In clinical studies in hypertensive patients with unilateral or bilateral renal artery stenosis, increases in blood urea nitrogen and serum creatinine were observed in 20 percent of patients. These increases were almost always reversible upon discontinuation of enalapril and/ or diuretic therapy. In such patients renal function should be monitored during the first few weeks of therapy.

Some patients with hypertension or heart failure with no apparent preexisting renal vascular disease have developed increases in blood urea and serum creatinine, usually minor and transient, especially when enalapril maleate has been given concomitantly with a diuretic. This is more likely to occur in patients with pre-existing renal impairment. Dosage reduction and/or discontinuation of the diuretic and/or enalapril maleate may be required.

Evaluation of patients with hypertension or heart failure should always include assessment of renal function (see DOSAGE AND ADMINISTRATION).

Hyperkalemia
Elevated serum potassium (greater than 5.7 mEq/L) was observed in approximately one percent of hypertensive patients in clinical trials. In most cases these were isolated values which resolved despite continued therapy. Hyperkalemia was a cause of discontinuation of therapy in 0.28 percent of hypertensive patients. In clinical trials in heart failure, hyperkalemia was observed in 3.8 percent of patients but was not a cause for discontinuation.

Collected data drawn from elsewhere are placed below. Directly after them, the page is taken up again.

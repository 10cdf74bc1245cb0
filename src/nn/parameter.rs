//! Learnable parameters
//!
//! A `Parameter` is an owned tensor whose shape is fixed at construction and
//! which only changes through `apply_gradient`.

use crate::error::{NnError, Result};
use crate::nn::Tensor;
use crate::utils::SimpleRng;

/// Fixed-shape, mutable weight or bias buffer.
#[derive(Debug, Clone)]
pub struct Parameter {
    value: Tensor,
}

impl Parameter {
    /// Creates a `rows × cols` parameter with Xavier initialization.
    ///
    /// Values are drawn uniformly from [-limit, limit] where
    /// limit = sqrt(6 / (rows + cols)).
    pub fn xavier(rows: usize, cols: usize, rng: &mut SimpleRng) -> Self {
        let limit = (6.0f32 / (rows + cols) as f32).sqrt();
        let mut value = Tensor::zeros(rows, cols);
        for x in value.data_mut() {
            *x = rng.gen_range_f32(-limit, limit);
        }
        Self { value }
    }

    pub fn zeros(rows: usize, cols: usize) -> Self {
        Self {
            value: Tensor::zeros(rows, cols),
        }
    }

    pub fn from_tensor(value: Tensor) -> Self {
        Self { value }
    }

    pub fn value(&self) -> &Tensor {
        &self.value
    }

    pub fn shape(&self) -> (usize, usize) {
        self.value.shape()
    }

    pub fn len(&self) -> usize {
        self.value.len()
    }

    pub fn is_empty(&self) -> bool {
        self.value.is_empty()
    }

    /// In-place additive update: `value += step_size * gradient`.
    ///
    /// Gradient descent passes a negative step size; the perceptron rule
    /// passes the label as the step size and the input as the direction.
    ///
    /// # Errors
    ///
    /// `NnError::ShapeMismatch` when `gradient` does not match the parameter.
    pub fn apply_gradient(&mut self, gradient: &Tensor, step_size: f32) -> Result<()> {
        if gradient.shape() != self.value.shape() {
            return Err(NnError::ShapeMismatch {
                op: "apply_gradient",
                left: self.value.shape(),
                right: gradient.shape(),
            });
        }
        self.value.add_scaled(gradient, step_size)
    }
}

#[cfg(test)]
mod tests {
    use super::*;

    #[test]
    fn test_xavier_range() {
        let mut rng = SimpleRng::new(42);
        let param = Parameter::xavier(100, 50, &mut rng);
        let limit = (6.0f32 / 150.0).sqrt();

        assert_eq!(param.shape(), (100, 50));
        for &w in param.value().data() {
            assert!(w >= -limit && w <= limit, "weight {w} outside [{}, {limit}]", -limit);
        }
    }

    #[test]
    fn test_xavier_deterministic() {
        let a = Parameter::xavier(10, 5, &mut SimpleRng::new(7));
        let b = Parameter::xavier(10, 5, &mut SimpleRng::new(7));
        assert_eq!(a.value(), b.value());
    }

    #[test]
    fn test_apply_gradient() {
        let mut param = Parameter::from_tensor(Tensor::row_vector(&[1.0, 2.0]));
        param
            .apply_gradient(&Tensor::row_vector(&[0.5, -1.0]), -0.1)
            .unwrap();
        let data = param.value().data();
        assert!((data[0] - 0.95).abs() < 1e-6);
        assert!((data[1] - 2.1).abs() < 1e-6);
    }

    #[test]
    fn test_zero_gradient_leaves_value_unchanged() {
        let mut param = Parameter::xavier(3, 4, &mut SimpleRng::new(1));
        let before = param.value().clone();

        param.apply_gradient(&Tensor::zeros(3, 4), -0.5).unwrap();

        assert_eq!(param.value(), &before);
    }

    #[test]
    fn test_apply_gradient_shape_mismatch() {
        let mut param = Parameter::zeros(2, 2);
        let err = param.apply_gradient(&Tensor::zeros(1, 2), 1.0).unwrap_err();
        assert!(matches!(err, NnError::ShapeMismatch { op: "apply_gradient", .. }));
        assert_eq!(param.shape(), (2, 2));
    }
}
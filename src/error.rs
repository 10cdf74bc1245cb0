//! Error type shared by the whole crate.

use thiserror::Error;

/// Result alias used by every fallible operation in the crate.
pub type Result<T> = std::result::Result<T, NnError>;

/// Errors raised by the tensor engine, the datasets and the models.
#[derive(Debug, Error)]
pub enum NnError {
    #[error("shape mismatch in {op}: {left:?} vs {right:?}")]
    ShapeMismatch {
        op: &'static str,
        left: (usize, usize),
        right: (usize, usize),
    },

    #[error("tensor of shape {rows}x{cols} needs {expected} values, got {got}")]
    DataLength {
        rows: usize,
        cols: usize,
        expected: usize,
        got: usize,
    },

    #[error("expected a 1x1 tensor, got {rows}x{cols}")]
    NotScalar { rows: usize, cols: usize },

    #[error("node {0} does not belong to this graph")]
    UnknownNode(usize),

    #[error("softmax labels must be non-negative and each row must sum to 1")]
    InvalidLabels,

    #[error("a sequence needs at least one step")]
    EmptySequence,

    #[error("dataset has no validation split")]
    NoValidationData,

    #[error("model has already converged")]
    AlreadyConverged,

    #[error("configuration error: {0}")]
    Config(String),

    #[error("dataset error: {0}")]
    Dataset(String),

    #[error("IO error: {0}")]
    Io(#[from] std::io::Error),

    #[error("serialization error: {0}")]
    Serde(#[from] serde_json::Error),
}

Risk factors for the development of hyperkalemia include renal insufficiency, diabetes mellitus, and the concomitant use of potassiumsparing diuretics, potassium supplements and/or potassium-containing salt substitutes, which should be used cautiously, if at all, with enalapril maleate (see Drug Interactions).

Cough
Presumably due to the inhibition of the degradation of endogenous bradykinin, persistent nonproductive cough has been reported with all ACE inhibitors, always resolving after discontinuation of therapy. ACE inhibitor-induced cough should be considered in the differential diagnosis of cough.

Surgery/Anesthesia
In patients undergoing major surgery or during anesthesia with agents that produce hypotension, enalapril may block angiotensin II formation secondary to compensatory renin release. If hypotension occurs and is considered to be due to this mechanism, it can be corrected by volume expansion.

Information for Patients

Angioedema
Angioedema, including laryngeal edema, may occur at any time during treatment with angiotensin-converting enzyme inhibitors, including enalapril. Patients should be so advised and told to report immediately any signs or symptoms suggesting angioedema (swelling of face, extremities, eyes, lips, tongue, difficulty in swallowing or breathing) and to take no more drug until they have consulted with the prescribing physician.

Hypotension
Patients should be cautioned to report lightheadedness, especially during the first few days of therapy. If actual syncope occurs, the patients should be told to discontinue the drug until they have consulted with the prescribing physician. All patients should be cautioned that excessive  perspiration and dehydration may lead to an excessive fall in blood pressure because of reduction in fluid volume. Other causes of volume depletion such as vomiting or diarrhea may also lead to a fall in blood pressure; patients should be advised to consult with the physician.

Hyperkalemia
Patients should be told not to use salt substitutes containing potassium without consulting their physician.

Neutropenia
Patients should be told to report promptly any indication of infection (e.g., sore throat, fever) which may be a sign of neutropenia.

Pregnancy
Female patients of childbearing age should be told about the consequences of exposure to enalapril maleate during pregnancy. Discuss treatment options with women planning to become pregnant. Patients should be asked to report pregnancies to their physicians as soon as possible.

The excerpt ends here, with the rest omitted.